Israel destroyed Iraq's nuclear reactor in the 1980's and the world didn't end.

Actually Israel's violation of international law in attacking Iraq's Osirak reactor increased the threat. The Osirak reactor was not being used to persue nuclear weapons but AFTER the agression Israel's attack, such weapons were pursued: "Israel's strike, far from foreclosing Iraq's nuclear career, gained Iraq support from some other Arab states to pursue it."

"The Osirak reactor was unsuitable for the production of plutonium, though after the Israeli bombing in 1981, Iraq took the "solid decision to go full speed ahead with weaponization. Prior to that attack, Osirak had regularly been inspected, and the IAEA saw no evidence of any attempt to construct a nuclear weapons programme."

"In 1981, when Israel attacked Iraq's Osirak reactor, Tel Aviv's move caused Baghdad to accelerate its quest for nuclear arms. By demonstrating Iraq's military weakness in its failure to prevent an Israeli air strike, Tel Aviv's decision merely caused the leadership in Baghdad to believe even more strongly that they needed nuclear weapons to shield against future aggression from hostile states. By acquiring nuclear arms, states are able to increase their defense capabilities since other states are hesitant to take military action against a nuclear-armed rival. As Khadduri writes in his recent book describing Iraq's nuclear research program, after Israel attacked the Osirak reactor, "Saddam took the political decision to initiate a full-fledged weapons program immediately afterwards."

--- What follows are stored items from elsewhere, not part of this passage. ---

use analysis_core::{AnalysisError, PricePoint, PriceSeries};
use chrono::NaiveDate;
use serde::Serialize;
use std::collections::{BTreeSet, HashMap};

/// Wide price table: one row per date (union of all tickers), one column per ticker.
#[derive(Debug, Clone, Default)]
pub struct PriceTable {
    tickers: Vec<String>,
    dates: Vec<NaiveDate>,
    /// `rows[d][t]` is the close of ticker `t` on `dates[d]`
    rows: Vec<Vec<Option<f64>>>,
}

/// Long ("melted") representation of a single cell
#[derive(Debug, Clone, Serialize)]
pub struct PriceRow {
    pub date: NaiveDate,
    pub ticker: String,
    pub price: f64,
}

/// First/last price and percentage moves of one ticker over the range
#[derive(Debug, Clone, Serialize)]
pub struct TickerSummary {
    pub ticker: String,
    pub price_first: f64,
    pub price_end: f64,
    pub total_change: f64,
    pub daily_changes: Vec<f64>,
}

impl PriceTable {
    /// Pivot several series into a table; column order follows `series`.
    pub fn from_series(series: &[PriceSeries]) -> Self {
        let dates: Vec<NaiveDate> = series
            .iter()
            .flat_map(|s| s.points.iter().map(|p| p.date))
            .collect::<BTreeSet<_>>()
            .into_iter()
            .collect();
        let index: HashMap<NaiveDate, usize> =
            dates.iter().enumerate().map(|(i, d)| (*d, i)).collect();

        let mut rows = vec![vec![None; series.len()]; dates.len()];
        for (col, s) in series.iter().enumerate() {
            for p in &s.points {
                if let Some(&row) = index.get(&p.date) {
                    rows[row][col] = Some(p.close);
                }
            }
        }

        Self {
            tickers: series.iter().map(|s| s.ticker.clone()).collect(),
            dates,
            rows,
        }
    }

    pub fn tickers(&self) -> &[String] {
        &self.tickers
    }

    pub fn dates(&self) -> &[NaiveDate] {
        &self.dates
    }

    pub fn is_empty(&self) -> bool {
        self.dates.is_empty() || self.tickers.is_empty()
    }

    /// Observed prices of one ticker, ascending by date.
    pub fn column(&self, ticker: &str) -> Vec<PricePoint> {
        let Some(col) = self.tickers.iter().position(|t| t == ticker) else {
            return Vec::new();
        };
        self.dates
            .iter()
            .zip(&self.rows)
            .filter_map(|(date, row)| row[col].map(|close| PricePoint { date: *date, close }))
            .collect()
    }

    /// Melted rows for charting, skipping missing cells.
    pub fn long_rows(&self) -> Vec<PriceRow> {
        let mut out = Vec::new();
        for (date, row) in self.dates.iter().zip(&self.rows) {
            for (ticker, cell) in self.tickers.iter().zip(row) {
                if let Some(price) = cell {
                    out.push(PriceRow {
                        date: *date,
                        ticker: ticker.clone(),
                        price: *price,
                    });
                }
            }
        }
        out
    }

    pub fn ticker_summaries(&self) -> Vec<TickerSummary> {
        self.tickers
            .iter()
            .filter_map(|ticker| {
                let closes: Vec<f64> = self.column(ticker).iter().map(|p| p.close).collect();
                let (&first, &end) = (closes.first()?, closes.last()?);
                Some(TickerSummary {
                    ticker: ticker.clone(),
                    price_first: first,
                    price_end: end,
                    total_change: if first != 0.0 { (end - first) / first } else { 0.0 },
                    daily_changes: analysis_core::stats::simple_returns(&closes),
                })
            })
            .collect()
    }

    /// Daily simple returns of every column.
    ///
    /// Gaps are forward-filled before differencing, so a missing day contributes
    /// a zero return; dates before every ticker has a first price are dropped,
    /// as is the first date.
    pub fn daily_returns(&self) -> ReturnTable {
        let mut filled: Vec<Option<f64>> = vec![None; self.tickers.len()];
        let mut dates = Vec::new();
        let mut rows = Vec::new();

        for (date, row) in self.dates.iter().zip(&self.rows) {
            let prev = filled.clone();
            for (slot, cell) in filled.iter_mut().zip(row) {
                if cell.is_some() {
                    *slot = *cell;
                }
            }

            let returns: Option<Vec<f64>> = prev
                .iter()
                .zip(&filled)
                .map(|(p, c)| match (p, c) {
                    (Some(p), Some(c)) if *p != 0.0 => Some(c / p - 1.0),
                    _ => None,
                })
                .collect();

            if let Some(returns) = returns {
                dates.push(*date);
                rows.push(returns);
            }
        }

        ReturnTable {
            tickers: self.tickers.clone(),
            dates,
            rows,
        }
    }
}

/// Daily simple returns, complete rows only.
#[derive(Debug, Clone, Default)]
pub struct ReturnTable {
    tickers: Vec<String>,
    dates: Vec<NaiveDate>,
    rows: Vec<Vec<f64>>,
}

impl ReturnTable {
    pub fn new(
        tickers: Vec<String>,
        dates: Vec<NaiveDate>,
        rows: Vec<Vec<f64>>,
    ) -> Result<Self, AnalysisError> {
        if dates.len() != rows.len() {
            return Err(AnalysisError::InvalidData(format!(
                "{} dates for {} return rows",
                dates.len(),
                rows.len()
            )));
        }
        if let Some(bad) = rows.iter().find(|r| r.len() != tickers.len()) {
            return Err(AnalysisError::InvalidData(format!(
                "return row has {} columns, expected {}",
                bad.len(),
                tickers.len()
            )));
        }
        Ok(Self { tickers, dates, rows })
    }

    pub fn tickers(&self) -> &[String] {
        &self.tickers
    }

    pub fn dates(&self) -> &[NaiveDate] {
        &self.dates
    }

    pub fn rows(&self) -> &[Vec<f64>] {
        &self.rows
    }

    pub fn len(&self) -> usize {
        self.rows.len()
    }

    pub fn n_assets(&self) -> usize {
        self.tickers.len()
    }

    pub fn is_empty(&self) -> bool {
        self.rows.is_empty() || self.tickers.is_empty()
    }

    pub fn column(&self, idx: usize) -> Vec<f64> {
        self.rows.iter().map(|r| r[idx]).collect()
    }

    /// Weighted sum of each row. `weights` follows column order.
    pub fn portfolio_returns(&self, weights: &[f64]) -> Vec<f64> {
        self.rows
            .iter()
            .map(|r| r.iter().zip(weights).map(|(x, w)| x * w).sum())
            .collect()
    }
}
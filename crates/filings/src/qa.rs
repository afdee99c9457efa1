use async_trait::async_trait;
use serde::{Deserialize, Serialize};
use std::collections::HashSet;
use std::time::Duration;

use crate::error::{FilingError, FilingResult};
use crate::retriever::terms;

pub const DEFAULT_OPENAI_URL: &str = "https://api.openai.com/v1";
pub const DEFAULT_OPENAI_MODEL: &str = "gpt-3.5-turbo";
const SYSTEM_PROMPT: &str = "You are a helpful financial assistant.";
const NO_ANSWER: &str = "No answer found in the filing.";

/// Answers a question from retrieved filing context
#[async_trait]
pub trait QuestionAnswerer: Send + Sync {
    fn name(&self) -> &'static str;

    async fn answer(&self, question: &str, context: &str) -> FilingResult<String>;
}

fn sentences(text: &str) -> Vec<&str> {
    let mut out = Vec::new();
    let mut start = 0;
    let mut chars = text.char_indices().peekable();
    while let Some((i, c)) = chars.next() {
        let boundary = matches!(c, '.' | '?' | '!')
            && chars.peek().map_or(true, |(_, next)| next.is_whitespace());
        if boundary {
            let s = text[start..i + c.len_utf8()].trim();
            if !s.is_empty() {
                out.push(s);
            }
            start = i + c.len_utf8();
        }
    }
    let tail = text[start..].trim();
    if !tail.is_empty() {
        out.push(tail);
    }
    out
}

/// Picks the context sentence sharing the most informative terms with the
/// question. Terms are weighted by how rare they are across sentences.
#[derive(Debug, Clone, Default)]
pub struct ExtractiveAnswerer;

impl ExtractiveAnswerer {
    pub fn best_sentence<'a>(&self, question: &str, context: &'a str) -> Option<&'a str> {
        let question_terms: HashSet<String> = terms(question).into_iter().collect();
        let candidates = sentences(context);
        let sentence_terms: Vec<HashSet<String>> = candidates
            .iter()
            .map(|s| terms(s).into_iter().collect())
            .collect();

        let n = candidates.len() as f64;
        let weight = |term: &String| {
            let df = sentence_terms.iter().filter(|ts| ts.contains(term)).count() as f64;
            (1.0 + n / (1.0 + df)).ln()
        };

        let mut best: Option<(usize, f64)> = None;
        for (i, ts) in sentence_terms.iter().enumerate() {
            let score: f64 = question_terms.iter().filter(|t| ts.contains(*t)).map(&weight).sum();
            if score > 0.0 && best.map_or(true, |(_, b)| score > b) {
                best = Some((i, score));
            }
        }
        best.map(|(i, _)| candidates[i])
    }
}

#[async_trait]
impl QuestionAnswerer for ExtractiveAnswerer {
    fn name(&self) -> &'static str {
        "local"
    }

    async fn answer(&self, question: &str, context: &str) -> FilingResult<String> {
        Ok(self
            .best_sentence(question, context)
            .unwrap_or(NO_ANSWER)
            .to_string())
    }
}

#[derive(Debug, Clone, Serialize)]
struct ChatMessage {
    role: &'static str,
    content: String,
}

#[derive(Debug, Clone, Serialize)]
struct ChatRequest {
    model: String,
    messages: Vec<ChatMessage>,
    max_tokens: u32,
    temperature: f64,
}

#[derive(Debug, Deserialize)]
struct ChatResponse {
    choices: Vec<ChatChoice>,
}

#[derive(Debug, Deserialize)]
struct ChatChoice {
    message: ChatResponseMessage,
}

#[derive(Debug, Deserialize)]
struct ChatResponseMessage {
    content: Option<String>,
}

/// OpenAI chat-completions client restricted to the retrieved context
#[derive(Clone)]
pub struct OpenAiAnswerer {
    client: reqwest::Client,
    api_key: String,
    model: String,
    base_url: String,
}

impl OpenAiAnswerer {
    pub fn new(api_key: impl Into<String>, model: impl Into<String>) -> FilingResult<Self> {
        let client = reqwest::Client::builder()
            .timeout(Duration::from_secs(60))
            .build()?;
        Ok(Self {
            client,
            api_key: api_key.into(),
            model: model.into(),
            base_url: DEFAULT_OPENAI_URL.to_string(),
        })
    }

    pub fn with_base_url(mut self, base_url: impl Into<String>) -> Self {
        self.base_url = base_url.into();
        self
    }

    fn request(&self, question: &str, context: &str) -> ChatRequest {
        ChatRequest {
            model: self.model.clone(),
            messages: vec![
                ChatMessage {
                    role: "system",
                    content: SYSTEM_PROMPT.to_string(),
                },
                ChatMessage {
                    role: "user",
                    content: format!(
                        "Use ONLY the context below to answer the question.\n\n\
                         CONTEXT:\n{}\n\nQUESTION:\n{}\n\nAnswer concisely.",
                        context, question
                    ),
                },
            ],
            max_tokens: 300,
            temperature: 0.0,
        }
    }
}

#[async_trait]
impl QuestionAnswerer for OpenAiAnswerer {
    fn name(&self) -> &'static str {
        "openai"
    }

    async fn answer(&self, question: &str, context: &str) -> FilingResult<String> {
        if self.api_key.is_empty() {
            return Err(FilingError::MissingApiKey("OpenAI"));
        }

        let response = self
            .client
            .post(format!("{}/chat/completions", self.base_url))
            .bearer_auth(&self.api_key)
            .json(&self.request(question, context))
            .send()
            .await?;

        if !response.status().is_success() {
            let status = response.status();
            let body = response.text().await.unwrap_or_default();
            tracing::warn!(%status, "OpenAI request failed");
            return Err(FilingError::ServiceUnavailable(format!(
                "Status: {} {}",
                status, body
            )));
        }

        let parsed = response.json::<ChatResponse>().await?;
        parsed
            .choices
            .into_iter()
            .next()
            .and_then(|c| c.message.content)
            .map(|c| c.trim().to_string())
            .ok_or_else(|| FilingError::InvalidResponse("no completion returned".to_string()))
    }
}
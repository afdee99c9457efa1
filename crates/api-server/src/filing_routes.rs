use axum::{
    extract::{Query, State},
    routing::{get, post},
    Json, Router,
};
use filings::{
    is_valid_ticker, ExtractiveAnswerer, FilingError, FilingIndex, FilingRecord, HeadlineMetrics,
    LoadedFiling, QuestionAnswerer,
};
use serde::{Deserialize, Serialize};
use std::sync::Arc;

use crate::{ApiResponse, AppError, AppState};

#[derive(Deserialize)]
pub struct FilingsQuery {
    /// Comma-separated tickers; every ticker directory when absent
    pub tickers: Option<String>,
    /// Comma-separated filing years; every filing when absent
    pub years: Option<String>,
}

#[derive(Serialize)]
pub struct FilingListing {
    pub years: Vec<i32>,
    pub filings: Vec<FilingRecord>,
}

#[derive(Deserialize)]
pub struct FilingRef {
    pub ticker: String,
    pub accession: String,
}

#[derive(Serialize)]
pub struct FilingMetricsResponse {
    pub filing: FilingRecord,
    pub metrics: HeadlineMetrics,
    pub chunks: usize,
}

#[derive(Debug, Clone, Copy, Default, Deserialize)]
#[serde(rename_all = "lowercase")]
pub enum AnswererKind {
    #[default]
    Local,
    OpenAi,
}

#[derive(Deserialize)]
pub struct AskRequest {
    #[serde(flatten)]
    pub filing: FilingRef,
    pub question: String,
    #[serde(default)]
    pub answerer: AnswererKind,
}

#[derive(Serialize)]
pub struct AskResponse {
    pub answer: String,
    pub answerer: &'static str,
}

pub fn filing_routes() -> Router<AppState> {
    Router::new()
        .route("/api/filings", get(list_filings))
        .route("/api/filings/metrics", post(filing_metrics))
        .route("/api/filings/ask", post(ask))
}

fn split_list(raw: Option<&str>) -> Vec<String> {
    raw.unwrap_or_default()
        .split(',')
        .map(str::trim)
        .filter(|s| !s.is_empty())
        .map(str::to_string)
        .collect()
}

async fn list_filings(
    State(state): State<AppState>,
    Query(query): Query<FilingsQuery>,
) -> Result<Json<ApiResponse<FilingListing>>, AppError> {
    let tickers: Vec<String> = split_list(query.tickers.as_deref())
        .into_iter()
        .map(|t| t.to_uppercase())
        .collect();
    if let Some(bad) = tickers.iter().find(|t| !is_valid_ticker(t)) {
        return Err(AppError::bad_request(format!("Invalid ticker: {}", bad)));
    }
    let years = split_list(query.years.as_deref())
        .iter()
        .map(|y| y.parse::<i32>())
        .collect::<Result<Vec<_>, _>>()
        .map_err(|_| AppError::bad_request("Years must be numbers such as 2023"))?;
    tracing::info!(?tickers, ?years, "listing 10-K filings");

    let root = state.filings_dir.clone();
    let index = tokio::task::spawn_blocking(move || FilingIndex::scan(root, &tickers)).await??;

    let filings = if years.is_empty() {
        index.records().to_vec()
    } else {
        index.select(&years)
    };
    Ok(Json(ApiResponse::success(FilingListing {
        years: index.years(),
        filings,
    })))
}

/// Parsed filing from the cache, reading it from disk on first use.
async fn load_filing(state: &AppState, filing: &FilingRef) -> Result<Arc<LoadedFiling>, AppError> {
    let ticker = filing.ticker.trim().to_uppercase();
    let accession = filing.accession.trim().to_string();
    if !is_valid_ticker(&ticker) || accession.is_empty() {
        return Err(AppError::bad_request("Select a filing"));
    }
    let key = (ticker.clone(), accession.clone());
    if let Some(hit) = state.filings.get(&key) {
        return Ok(Arc::clone(hit.value()));
    }

    let root = state.filings_dir.clone();
    let loaded = tokio::task::spawn_blocking(move || {
        let index = FilingIndex::scan(root, std::slice::from_ref(&ticker))?;
        let record = index
            .find(&ticker, &accession)
            .cloned()
            .ok_or_else(|| FilingError::NotFound(format!("{} {}", ticker, accession)))?;
        LoadedFiling::load(record)
    })
    .await??;

    let loaded = Arc::new(loaded);
    state.filings.insert(key, loaded.clone());
    Ok(loaded)
}

async fn filing_metrics(
    State(state): State<AppState>,
    Json(req): Json<FilingRef>,
) -> Result<Json<ApiResponse<FilingMetricsResponse>>, AppError> {
    tracing::info!(ticker = %req.ticker, accession = %req.accession, "10-K headline figures");
    let filing = load_filing(&state, &req).await?;
    Ok(Json(ApiResponse::success(FilingMetricsResponse {
        filing: filing.record.clone(),
        metrics: filing.metrics.clone(),
        chunks: filing.retriever.len(),
    })))
}

async fn ask(
    State(state): State<AppState>,
    Json(req): Json<AskRequest>,
) -> Result<Json<ApiResponse<AskResponse>>, AppError> {
    let question = req.question.trim();
    if question.is_empty() {
        return Err(AppError::bad_request("Enter a question"));
    }
    let answerer: &dyn QuestionAnswerer = match req.answerer {
        AnswererKind::Local => &ExtractiveAnswerer,
        AnswererKind::OpenAi => state
            .openai
            .as_ref()
            .ok_or(FilingError::MissingApiKey("OpenAI"))?,
    };
    tracing::info!(
        ticker = %req.filing.ticker,
        accession = %req.filing.accession,
        answerer = answerer.name(),
        "10-K question"
    );

    let filing = load_filing(&state, &req.filing).await?;
    let answer = filing.ask(answerer, question).await?;
    Ok(Json(ApiResponse::success(AskResponse {
        answer,
        answerer: answerer.name(),
    })))
}

#[cfg(test)]
mod tests {
    use super::*;
    use crate::test_support::{get, post_json, test_config, MockProvider};
    use axum::http::StatusCode;
    use serde_json::json;
    use std::path::PathBuf;
    use std::sync::atomic::{AtomicUsize, Ordering};

    static COUNTER: AtomicUsize = AtomicUsize::new(0);

    const FILING_HTML: &str = "<html><body>\
        <p>Total revenue was $383,285 million for fiscal 2023.</p>\
        <p>Net income of $96,995 million.</p>\
        <p>Total assets $352,583 million.</p>\
        <p>Our fiscal year ends on the last Saturday of September.</p>\
        </body></html>";

    fn filings_root() -> PathBuf {
        let n = COUNTER.fetch_add(1, Ordering::SeqCst);
        let root = std::env::temp_dir().join(format!(
            "api-server-filings-{}-{}",
            std::process::id(),
            n
        ));
        let _ = std::fs::remove_dir_all(&root);
        for (ticker, accession) in [
            ("AAPL", "0000320193-22-000108"),
            ("AAPL", "0000320193-23-000106"),
            ("MSFT", "0000789019-23-000014"),
        ] {
            let dir = root.join(ticker).join("10-K").join(accession);
            std::fs::create_dir_all(&dir).unwrap();
            std::fs::write(dir.join("primary-document.htm"), FILING_HTML).unwrap();
        }
        root
    }

    fn state_for(root: PathBuf) -> AppState {
        AppState::new(&test_config(root), Arc::new(MockProvider::default())).unwrap()
    }

    #[tokio::test]
    async fn test_list_and_select_years() {
        let root = filings_root();
        let (status, body) = get(state_for(root.clone()), "/api/filings").await;
        assert_eq!(status, StatusCode::OK);
        assert_eq!(body["data"]["filings"].as_array().unwrap().len(), 3);
        assert_eq!(body["data"]["years"], json!([2022, 2023]));

        let (_, body) = get(state_for(root.clone()), "/api/filings?tickers=aapl&years=2023").await;
        let filings = body["data"]["filings"].as_array().unwrap();
        assert_eq!(filings.len(), 1);
        assert_eq!(filings[0]["accession"], "0000320193-23-000106");
        assert!(filings[0].get("path").is_none());

        let (status, _) = get(state_for(root.clone()), "/api/filings?years=last").await;
        assert_eq!(status, StatusCode::BAD_REQUEST);
        std::fs::remove_dir_all(&root).unwrap();
    }

    #[tokio::test]
    async fn test_metrics_and_local_answer() {
        let root = filings_root();
        let state = state_for(root.clone());
        let filing = json!({ "ticker": "AAPL", "accession": "0000320193-23-000106" });

        let (status, body) = post_json(state.clone(), "/api/filings/metrics", filing.clone()).await;
        assert_eq!(status, StatusCode::OK);
        let metrics = &body["data"]["metrics"];
        assert_eq!(metrics["Total revenue"], "$383,285 million");
        assert_eq!(metrics["Net income"], "$96,995 million");
        assert_eq!(metrics["Total assets"], "$352,583 million");
        assert_eq!(metrics["Cash & equivalents"], "N/A");
        assert_eq!(state.filings.len(), 1);

        let (status, body) = post_json(
            state.clone(),
            "/api/filings/ask",
            json!({
                "ticker": "AAPL",
                "accession": "0000320193-23-000106",
                "question": "When does the fiscal year end?"
            }),
        )
        .await;
        assert_eq!(status, StatusCode::OK);
        assert_eq!(body["data"]["answerer"], "local");
        assert_eq!(
            body["data"]["answer"],
            "Our fiscal year ends on the last Saturday of September."
        );
        std::fs::remove_dir_all(&root).unwrap();
    }

    #[tokio::test]
    async fn test_ticker_paths_are_rejected() {
        let root = filings_root();
        let (status, body) = post_json(
            state_for(root.clone()),
            "/api/filings/metrics",
            json!({ "ticker": "../AAPL", "accession": "0000320193-23-000106" }),
        )
        .await;
        assert_eq!(status, StatusCode::BAD_REQUEST);
        assert_eq!(body["error"], "Select a filing");

        let (status, _) = get(state_for(root.clone()), "/api/filings?tickers=..%2FAAPL").await;
        assert_eq!(status, StatusCode::BAD_REQUEST);
        std::fs::remove_dir_all(&root).unwrap();
    }

    #[tokio::test]
    async fn test_unknown_filing_and_missing_openai_key() {
        let root = filings_root();
        let state = state_for(root.clone());

        let (status, _) = post_json(
            state.clone(),
            "/api/filings/metrics",
            json!({ "ticker": "AAPL", "accession": "0000320193-99-000001" }),
        )
        .await;
        assert_eq!(status, StatusCode::NOT_FOUND);

        let (status, body) = post_json(
            state,
            "/api/filings/ask",
            json!({
                "ticker": "AAPL",
                "accession": "0000320193-23-000106",
                "question": "What was net income?",
                "answerer": "openai"
            }),
        )
        .await;
        assert_eq!(status, StatusCode::NOT_IMPLEMENTED);
        assert_eq!(body["error"], "No API key configured for OpenAI");
        std::fs::remove_dir_all(&root).unwrap();
    }
}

http://blog.zmag.org/ttt/archives/000911.html

http://leninology.blogspot.com/2004/08/chomsky-vs-cy.html

1 comment:

shery awan said...

Israel could potentially have produced a few dozen nuclear warheads in the period 1970-1980, and is thought to have produced sufficient fissile material to build 100 to 200 warheads by the mid-1990s. In 1986 descriptions and photographs of Israeli nuclear warheads were published in the London Sunday Times of a purported underground bomb factory at the Dimona nuclear reactor. The photographs were taken by Mordechai Vanunu, a dismissed Israeli nuclear technician. His information led some experts to conclude that Israel had a stockpile of 100 to 200 nuclear devices at that time.